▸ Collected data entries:
▼▼▼

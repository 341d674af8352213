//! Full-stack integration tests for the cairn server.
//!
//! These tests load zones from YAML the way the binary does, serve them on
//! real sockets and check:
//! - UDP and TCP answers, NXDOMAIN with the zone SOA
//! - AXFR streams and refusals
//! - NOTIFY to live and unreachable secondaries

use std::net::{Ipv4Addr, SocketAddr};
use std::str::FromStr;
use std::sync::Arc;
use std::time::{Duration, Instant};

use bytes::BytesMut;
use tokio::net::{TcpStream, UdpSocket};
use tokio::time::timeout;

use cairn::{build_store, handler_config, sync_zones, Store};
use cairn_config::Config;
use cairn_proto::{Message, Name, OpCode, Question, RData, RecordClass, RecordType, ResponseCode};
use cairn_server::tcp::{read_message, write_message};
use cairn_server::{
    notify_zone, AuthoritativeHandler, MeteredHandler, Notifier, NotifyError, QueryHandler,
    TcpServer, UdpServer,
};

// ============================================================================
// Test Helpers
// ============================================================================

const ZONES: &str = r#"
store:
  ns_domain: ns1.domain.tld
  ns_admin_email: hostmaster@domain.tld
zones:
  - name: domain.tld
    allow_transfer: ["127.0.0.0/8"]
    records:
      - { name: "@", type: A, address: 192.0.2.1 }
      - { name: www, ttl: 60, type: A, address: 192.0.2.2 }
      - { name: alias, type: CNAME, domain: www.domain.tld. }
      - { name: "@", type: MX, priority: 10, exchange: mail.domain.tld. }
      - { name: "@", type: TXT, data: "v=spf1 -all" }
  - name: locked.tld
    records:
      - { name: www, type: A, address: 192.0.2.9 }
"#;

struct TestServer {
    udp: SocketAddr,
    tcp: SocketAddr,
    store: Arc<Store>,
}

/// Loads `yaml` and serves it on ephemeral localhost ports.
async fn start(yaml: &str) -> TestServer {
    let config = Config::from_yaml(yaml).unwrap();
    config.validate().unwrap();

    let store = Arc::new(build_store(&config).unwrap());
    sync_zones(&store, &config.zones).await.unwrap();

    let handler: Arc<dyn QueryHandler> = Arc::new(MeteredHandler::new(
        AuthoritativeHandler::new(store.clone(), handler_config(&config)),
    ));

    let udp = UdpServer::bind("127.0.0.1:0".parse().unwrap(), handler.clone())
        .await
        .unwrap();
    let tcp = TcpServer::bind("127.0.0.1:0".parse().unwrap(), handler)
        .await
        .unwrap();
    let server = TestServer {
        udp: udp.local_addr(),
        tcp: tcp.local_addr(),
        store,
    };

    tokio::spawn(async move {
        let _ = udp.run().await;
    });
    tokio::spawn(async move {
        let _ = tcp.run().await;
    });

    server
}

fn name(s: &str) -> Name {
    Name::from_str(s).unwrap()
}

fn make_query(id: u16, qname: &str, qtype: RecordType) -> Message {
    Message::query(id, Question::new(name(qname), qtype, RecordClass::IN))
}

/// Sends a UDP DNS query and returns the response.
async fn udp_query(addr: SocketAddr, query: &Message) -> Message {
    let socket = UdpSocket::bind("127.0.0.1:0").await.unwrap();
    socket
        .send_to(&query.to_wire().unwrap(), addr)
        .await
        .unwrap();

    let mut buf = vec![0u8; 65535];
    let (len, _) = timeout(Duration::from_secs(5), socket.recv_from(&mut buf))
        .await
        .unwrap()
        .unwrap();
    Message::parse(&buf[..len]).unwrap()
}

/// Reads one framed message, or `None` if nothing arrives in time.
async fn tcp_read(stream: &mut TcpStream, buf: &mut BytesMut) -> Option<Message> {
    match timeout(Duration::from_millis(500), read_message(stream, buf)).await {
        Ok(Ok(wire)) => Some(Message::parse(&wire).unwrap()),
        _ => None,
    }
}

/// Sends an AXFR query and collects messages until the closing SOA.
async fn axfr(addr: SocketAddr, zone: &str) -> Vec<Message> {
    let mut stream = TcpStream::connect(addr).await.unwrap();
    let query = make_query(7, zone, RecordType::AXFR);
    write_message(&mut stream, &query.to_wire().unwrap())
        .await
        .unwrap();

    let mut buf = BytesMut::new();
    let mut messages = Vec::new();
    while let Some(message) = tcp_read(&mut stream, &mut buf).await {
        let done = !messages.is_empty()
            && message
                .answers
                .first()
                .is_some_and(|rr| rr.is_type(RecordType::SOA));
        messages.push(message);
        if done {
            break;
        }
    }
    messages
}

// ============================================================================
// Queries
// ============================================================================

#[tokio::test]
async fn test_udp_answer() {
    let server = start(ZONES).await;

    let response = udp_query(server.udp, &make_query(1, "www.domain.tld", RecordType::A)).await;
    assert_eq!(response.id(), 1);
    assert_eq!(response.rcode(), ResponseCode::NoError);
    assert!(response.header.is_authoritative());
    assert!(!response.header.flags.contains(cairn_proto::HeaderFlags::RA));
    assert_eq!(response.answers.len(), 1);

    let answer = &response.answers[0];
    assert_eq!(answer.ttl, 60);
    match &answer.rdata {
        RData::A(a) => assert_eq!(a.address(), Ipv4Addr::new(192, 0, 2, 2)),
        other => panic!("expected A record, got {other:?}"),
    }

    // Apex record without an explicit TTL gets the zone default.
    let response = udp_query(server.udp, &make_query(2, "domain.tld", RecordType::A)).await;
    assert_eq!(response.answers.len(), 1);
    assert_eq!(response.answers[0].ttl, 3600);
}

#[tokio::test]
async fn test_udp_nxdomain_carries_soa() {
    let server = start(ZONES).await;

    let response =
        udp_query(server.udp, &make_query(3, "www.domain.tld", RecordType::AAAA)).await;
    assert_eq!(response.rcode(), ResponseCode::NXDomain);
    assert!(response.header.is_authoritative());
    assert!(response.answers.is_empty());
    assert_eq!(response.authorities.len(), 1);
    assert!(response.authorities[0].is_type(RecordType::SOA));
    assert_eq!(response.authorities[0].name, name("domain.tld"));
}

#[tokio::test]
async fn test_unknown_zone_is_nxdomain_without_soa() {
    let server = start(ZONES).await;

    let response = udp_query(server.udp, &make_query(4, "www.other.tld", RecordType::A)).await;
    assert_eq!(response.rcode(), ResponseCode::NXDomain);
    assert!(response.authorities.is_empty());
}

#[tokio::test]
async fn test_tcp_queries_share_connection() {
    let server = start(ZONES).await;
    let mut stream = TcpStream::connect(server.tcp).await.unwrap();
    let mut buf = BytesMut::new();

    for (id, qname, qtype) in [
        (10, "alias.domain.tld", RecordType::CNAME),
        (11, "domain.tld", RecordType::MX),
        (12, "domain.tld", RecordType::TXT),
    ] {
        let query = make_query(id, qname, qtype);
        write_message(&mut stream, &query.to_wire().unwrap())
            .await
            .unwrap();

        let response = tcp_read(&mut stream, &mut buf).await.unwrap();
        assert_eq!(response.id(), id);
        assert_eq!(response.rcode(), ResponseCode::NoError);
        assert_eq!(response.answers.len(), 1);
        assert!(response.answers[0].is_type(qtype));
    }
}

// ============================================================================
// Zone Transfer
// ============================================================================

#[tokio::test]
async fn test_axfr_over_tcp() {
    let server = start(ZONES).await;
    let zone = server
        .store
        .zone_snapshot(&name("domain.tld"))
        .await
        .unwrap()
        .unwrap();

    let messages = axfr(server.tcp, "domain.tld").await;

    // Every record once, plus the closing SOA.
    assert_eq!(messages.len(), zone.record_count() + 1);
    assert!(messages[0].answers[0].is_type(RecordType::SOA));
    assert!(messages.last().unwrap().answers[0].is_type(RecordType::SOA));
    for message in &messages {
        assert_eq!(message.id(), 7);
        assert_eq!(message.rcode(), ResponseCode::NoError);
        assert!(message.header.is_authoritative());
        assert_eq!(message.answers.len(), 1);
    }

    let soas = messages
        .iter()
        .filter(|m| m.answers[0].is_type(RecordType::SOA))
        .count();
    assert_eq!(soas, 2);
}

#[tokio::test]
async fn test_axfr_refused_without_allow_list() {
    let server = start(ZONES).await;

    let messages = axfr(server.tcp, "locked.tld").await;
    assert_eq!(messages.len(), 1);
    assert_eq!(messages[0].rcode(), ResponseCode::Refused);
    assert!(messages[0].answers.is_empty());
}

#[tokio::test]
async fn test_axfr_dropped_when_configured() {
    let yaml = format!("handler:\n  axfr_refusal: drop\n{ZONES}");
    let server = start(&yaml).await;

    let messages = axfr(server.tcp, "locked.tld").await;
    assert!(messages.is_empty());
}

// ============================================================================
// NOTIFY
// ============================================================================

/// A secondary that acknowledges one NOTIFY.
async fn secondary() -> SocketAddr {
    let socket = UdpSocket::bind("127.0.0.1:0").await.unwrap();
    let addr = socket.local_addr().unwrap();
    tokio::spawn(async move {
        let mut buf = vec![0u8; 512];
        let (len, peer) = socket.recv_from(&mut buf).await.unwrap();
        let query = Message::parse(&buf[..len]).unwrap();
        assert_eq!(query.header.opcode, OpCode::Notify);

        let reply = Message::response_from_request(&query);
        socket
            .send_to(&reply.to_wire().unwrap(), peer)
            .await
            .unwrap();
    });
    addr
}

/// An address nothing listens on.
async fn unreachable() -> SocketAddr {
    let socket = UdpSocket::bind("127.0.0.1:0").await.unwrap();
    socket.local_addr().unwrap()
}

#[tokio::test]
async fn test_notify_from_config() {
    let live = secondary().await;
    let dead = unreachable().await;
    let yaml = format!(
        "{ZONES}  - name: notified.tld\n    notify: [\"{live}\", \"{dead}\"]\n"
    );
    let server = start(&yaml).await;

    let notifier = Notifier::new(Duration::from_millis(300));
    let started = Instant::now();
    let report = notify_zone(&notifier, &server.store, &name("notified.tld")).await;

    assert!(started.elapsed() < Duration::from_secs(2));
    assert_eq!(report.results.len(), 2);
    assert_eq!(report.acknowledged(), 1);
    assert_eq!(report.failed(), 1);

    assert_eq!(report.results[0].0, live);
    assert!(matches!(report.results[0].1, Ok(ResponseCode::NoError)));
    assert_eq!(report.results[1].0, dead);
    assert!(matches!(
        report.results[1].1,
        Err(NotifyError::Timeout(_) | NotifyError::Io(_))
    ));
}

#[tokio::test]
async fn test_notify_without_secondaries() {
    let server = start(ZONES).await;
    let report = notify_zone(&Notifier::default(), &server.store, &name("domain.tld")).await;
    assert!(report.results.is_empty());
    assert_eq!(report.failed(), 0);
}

▲▲▲

▸ Required work: Return word for word the lines above from the line with "10, exchange: mail.domain.tld." to the line with "returns the response.", including both and leaving out all others.

▸ Response to the task:
      - { name: "@", type: MX, priority: 10, exchange: mail.domain.tld. }
      - { name: "@", type: TXT, data: "v=spf1 -all" }
  - name: locked.tld
    records:
      - { name: www, type: A, address: 192.0.2.9 }
"#;

struct TestServer {
    udp: SocketAddr,
    tcp: SocketAddr,
    store: Arc<Store>,
}

/// Loads `yaml` and serves it on ephemeral localhost ports.
async fn start(yaml: &str) -> TestServer {
    let config = Config::from_yaml(yaml).unwrap();
    config.validate().unwrap();

    let store = Arc::new(build_store(&config).unwrap());
    sync_zones(&store, &config.zones).await.unwrap();

    let handler: Arc<dyn QueryHandler> = Arc::new(MeteredHandler::new(
        AuthoritativeHandler::new(store.clone(), handler_config(&config)),
    ));

    let udp = UdpServer::bind("127.0.0.1:0".parse().unwrap(), handler.clone())
        .await
        .unwrap();
    let tcp = TcpServer::bind("127.0.0.1:0".parse().unwrap(), handler)
        .await
        .unwrap();
    let server = TestServer {
        udp: udp.local_addr(),
        tcp: tcp.local_addr(),
        store,
    };

    tokio::spawn(async move {
        let _ = udp.run().await;
    });
    tokio::spawn(async move {
        let _ = tcp.run().await;
    });

    server
}

fn name(s: &str) -> Name {
    Name::from_str(s).unwrap()
}

fn make_query(id: u16, qname: &str, qtype: RecordType) -> Message {
    Message::query(id, Question::new(name(qname), qtype, RecordClass::IN))
}

/// Sends a UDP DNS query and returns the response.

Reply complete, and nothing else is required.